- Origin: Wellington, New Zealand
- Years active: 2013–present
- Labels: Independent, Flying Nun
- Members: Abe Hollingsworth (drums); Gussie Larkin (vocals, guitar); Lily Paris West (vocals, bass);
- Website: mermaidens.co.nz

= Mermaidens =

New Zealand indie rock band

The Mermaidens are an indie rock band from Wellington, New Zealand.

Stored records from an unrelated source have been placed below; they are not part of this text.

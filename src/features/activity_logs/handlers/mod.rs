mod log_handler;

pub use log_handler::*;
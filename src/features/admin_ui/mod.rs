pub mod handlers;
pub mod routes;
pub mod services;

pub use routes::routes;
pub use services::AdminPageService;
mod task;

pub use task::{file_task_id, CleanupTaskPayload, FileTaskPayload, Task, TaskKind, TaskStatus};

The band are made up of trio Abe Hollingsworth, Gussie Larkin, and Lily West.

Having met in high school, Larkin and West released an acoustic demo in 2013, before being joined by Hollingsworth. The band released a further two demos in 2014 – Bones and O – before releasing their debut album, Undergrowth, in 2016.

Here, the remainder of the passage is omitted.